---- Input for this task
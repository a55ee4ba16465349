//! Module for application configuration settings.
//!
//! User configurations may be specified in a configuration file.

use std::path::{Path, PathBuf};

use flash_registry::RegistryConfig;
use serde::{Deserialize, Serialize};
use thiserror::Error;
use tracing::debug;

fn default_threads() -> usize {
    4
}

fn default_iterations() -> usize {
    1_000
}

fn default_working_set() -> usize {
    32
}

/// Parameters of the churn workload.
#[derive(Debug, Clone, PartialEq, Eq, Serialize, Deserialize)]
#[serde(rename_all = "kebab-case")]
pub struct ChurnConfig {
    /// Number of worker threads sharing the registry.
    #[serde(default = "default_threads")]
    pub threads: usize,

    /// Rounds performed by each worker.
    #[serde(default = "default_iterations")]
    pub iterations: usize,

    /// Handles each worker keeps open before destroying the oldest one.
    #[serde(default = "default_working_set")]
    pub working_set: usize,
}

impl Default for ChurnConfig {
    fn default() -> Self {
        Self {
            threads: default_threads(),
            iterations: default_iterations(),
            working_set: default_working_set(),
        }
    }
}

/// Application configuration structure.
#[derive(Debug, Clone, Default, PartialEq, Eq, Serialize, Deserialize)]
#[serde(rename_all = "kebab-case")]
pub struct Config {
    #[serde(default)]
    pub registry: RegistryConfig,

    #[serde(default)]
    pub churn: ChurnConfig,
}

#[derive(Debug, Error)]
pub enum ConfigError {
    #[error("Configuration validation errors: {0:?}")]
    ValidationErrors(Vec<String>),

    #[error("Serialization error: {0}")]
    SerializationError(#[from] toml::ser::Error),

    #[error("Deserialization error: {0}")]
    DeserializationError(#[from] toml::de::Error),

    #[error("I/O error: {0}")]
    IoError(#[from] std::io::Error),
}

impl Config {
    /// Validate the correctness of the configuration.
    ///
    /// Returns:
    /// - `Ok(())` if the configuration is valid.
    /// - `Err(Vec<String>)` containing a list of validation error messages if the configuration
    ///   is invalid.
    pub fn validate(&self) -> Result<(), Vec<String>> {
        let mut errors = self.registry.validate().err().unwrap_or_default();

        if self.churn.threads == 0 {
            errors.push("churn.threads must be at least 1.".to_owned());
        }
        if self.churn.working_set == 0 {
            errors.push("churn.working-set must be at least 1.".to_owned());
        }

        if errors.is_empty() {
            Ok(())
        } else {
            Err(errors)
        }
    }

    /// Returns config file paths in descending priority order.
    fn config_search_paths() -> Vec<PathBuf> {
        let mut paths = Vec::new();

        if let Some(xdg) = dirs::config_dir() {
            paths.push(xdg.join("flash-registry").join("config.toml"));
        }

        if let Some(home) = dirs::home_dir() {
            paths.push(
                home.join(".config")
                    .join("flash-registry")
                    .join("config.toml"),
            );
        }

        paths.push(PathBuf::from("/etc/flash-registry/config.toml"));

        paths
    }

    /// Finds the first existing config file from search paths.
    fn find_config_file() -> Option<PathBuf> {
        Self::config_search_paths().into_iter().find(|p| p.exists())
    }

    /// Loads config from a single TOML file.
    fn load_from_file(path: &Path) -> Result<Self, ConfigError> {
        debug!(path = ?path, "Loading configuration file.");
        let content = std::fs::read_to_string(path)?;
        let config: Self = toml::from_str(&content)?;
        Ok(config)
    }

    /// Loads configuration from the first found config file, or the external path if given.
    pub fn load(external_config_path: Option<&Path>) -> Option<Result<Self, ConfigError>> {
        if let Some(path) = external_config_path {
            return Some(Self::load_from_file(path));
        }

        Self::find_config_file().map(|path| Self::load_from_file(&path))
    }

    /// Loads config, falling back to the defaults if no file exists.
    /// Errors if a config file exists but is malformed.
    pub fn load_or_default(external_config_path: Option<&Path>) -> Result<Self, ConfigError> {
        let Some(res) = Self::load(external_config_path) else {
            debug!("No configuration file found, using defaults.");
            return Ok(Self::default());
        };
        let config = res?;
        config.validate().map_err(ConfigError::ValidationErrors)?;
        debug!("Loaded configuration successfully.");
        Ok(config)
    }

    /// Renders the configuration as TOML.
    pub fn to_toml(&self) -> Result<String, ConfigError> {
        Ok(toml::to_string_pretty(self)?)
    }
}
--------
*Problem*. Repeat the listing above exactly, line for line.

*Result for this task*.
repository a55ee4ba16465349
//! Module for application configuration settings.
//!
//! User configurations may be specified in a configuration file.

use std::path::{Path, PathBuf};

use flash_registry::RegistryConfig;
use serde::{Deserialize, Serialize};
use thiserror::Error;
use tracing::debug;

fn default_threads() -> usize {
    4
}

fn default_iterations() -> usize {
    1_000
}

fn default_working_set() -> usize {
    32
}

/// Parameters of the churn workload.
#[derive(Debug, Clone, PartialEq, Eq, Serialize, Deserialize)]
#[serde(rename_all = "kebab-case")]
pub struct ChurnConfig {
    /// Number of worker threads sharing the registry.
    #[serde(default = "default_threads")]
    pub threads: usize,

    /// Rounds performed by each worker.
    #[serde(default = "default_iterations")]
    pub iterations: usize,

    /// Handles each worker keeps open before destroying the oldest one.
    #[serde(default = "default_working_set")]
    pub working_set: usize,
}

impl Default for ChurnConfig {
    fn default() -> Self {
        Self {
            threads: default_threads(),
            iterations: default_iterations(),
            working_set: default_working_set(),
        }
    }
}

/// Application configuration structure.
#[derive(Debug, Clone, Default, PartialEq, Eq, Serialize, Deserialize)]
#[serde(rename_all = "kebab-case")]
pub struct Config {
    #[serde(default)]
    pub registry: RegistryConfig,

    #[serde(default)]
    pub churn: ChurnConfig,
}

#[derive(Debug, Error)]
pub enum ConfigError {
    #[error("Configuration validation errors: {0:?}")]
    ValidationErrors(Vec<String>),

    #[error("Serialization error: {0}")]
    SerializationError(#[from] toml::ser::Error),

    #[error("Deserialization error: {0}")]
    DeserializationError(#[from] toml::de::Error),

    #[error("I/O error: {0}")]
    IoError(#[from] std::io::Error),
}

impl Config {
    /// Validate the correctness of the configuration.
    ///
    /// Returns:
    /// - `Ok(())` if the configuration is valid.
    /// - `Err(Vec<String>)` containing a list of validation error messages if the configuration
    ///   is invalid.
    pub fn validate(&self) -> Result<(), Vec<String>> {
        let mut errors = self.registry.validate().err().unwrap_or_default();

        if self.churn.threads == 0 {
            errors.push("churn.threads must be at least 1.".to_owned());
        }
        if self.churn.working_set == 0 {
            errors.push("churn.working-set must be at least 1.".to_owned());
        }

        if errors.is_empty() {
            Ok(())
        } else {
            Err(errors)
        }
    }

    /// Returns config file paths in descending priority order.
    fn config_search_paths() -> Vec<PathBuf> {
        let mut paths = Vec::new();

        if let Some(xdg) = dirs::config_dir() {
            paths.push(xdg.join("flash-registry").join("config.toml"));
        }

        if let Some(home) = dirs::home_dir() {
            paths.push(
                home.join(".config")
                    .join("flash-registry")
                    .join("config.toml"),
            );
        }

        paths.push(PathBuf::from("/etc/flash-registry/config.toml"));

        paths
    }

    /// Finds the first existing config file from search paths.
    fn find_config_file() -> Option<PathBuf> {
        Self::config_search_paths().into_iter().find(|p| p.exists())
    }

    /// Loads config from a single TOML file.
    fn load_from_file(path: &Path) -> Result<Self, ConfigError> {
        debug!(path = ?path, "Loading configuration file.");
        let content = std::fs::read_to_string(path)?;
        let config: Self = toml::from_str(&content)?;
        Ok(config)
    }

    /// Loads configuration from the first found config file, or the external path if given.
    pub fn load(external_config_path: Option<&Path>) -> Option<Result<Self, ConfigError>> {
        if let Some(path) = external_config_path {
            return Some(Self::load_from_file(path));
        }

        Self::find_config_file().map(|path| Self::load_from_file(&path))
    }

    /// Loads config, falling back to the defaults if no file exists.
    /// Errors if a config file exists but is malformed.
    pub fn load_or_default(external_config_path: Option<&Path>) -> Result<Self, ConfigError> {
        let Some(res) = Self::load(external_config_path) else {
            debug!("No configuration file found, using defaults.");
            return Ok(Self::default());
        };
        let config = res?;
        config.validate().map_err(ConfigError::ValidationErrors)?;
        debug!("Loaded configuration successfully.");
        Ok(config)
    }

    /// Renders the configuration as TOML.
    pub fn to_toml(&self) -> Result<String, ConfigError> {
        Ok(toml::to_string_pretty(self)?)
    }
}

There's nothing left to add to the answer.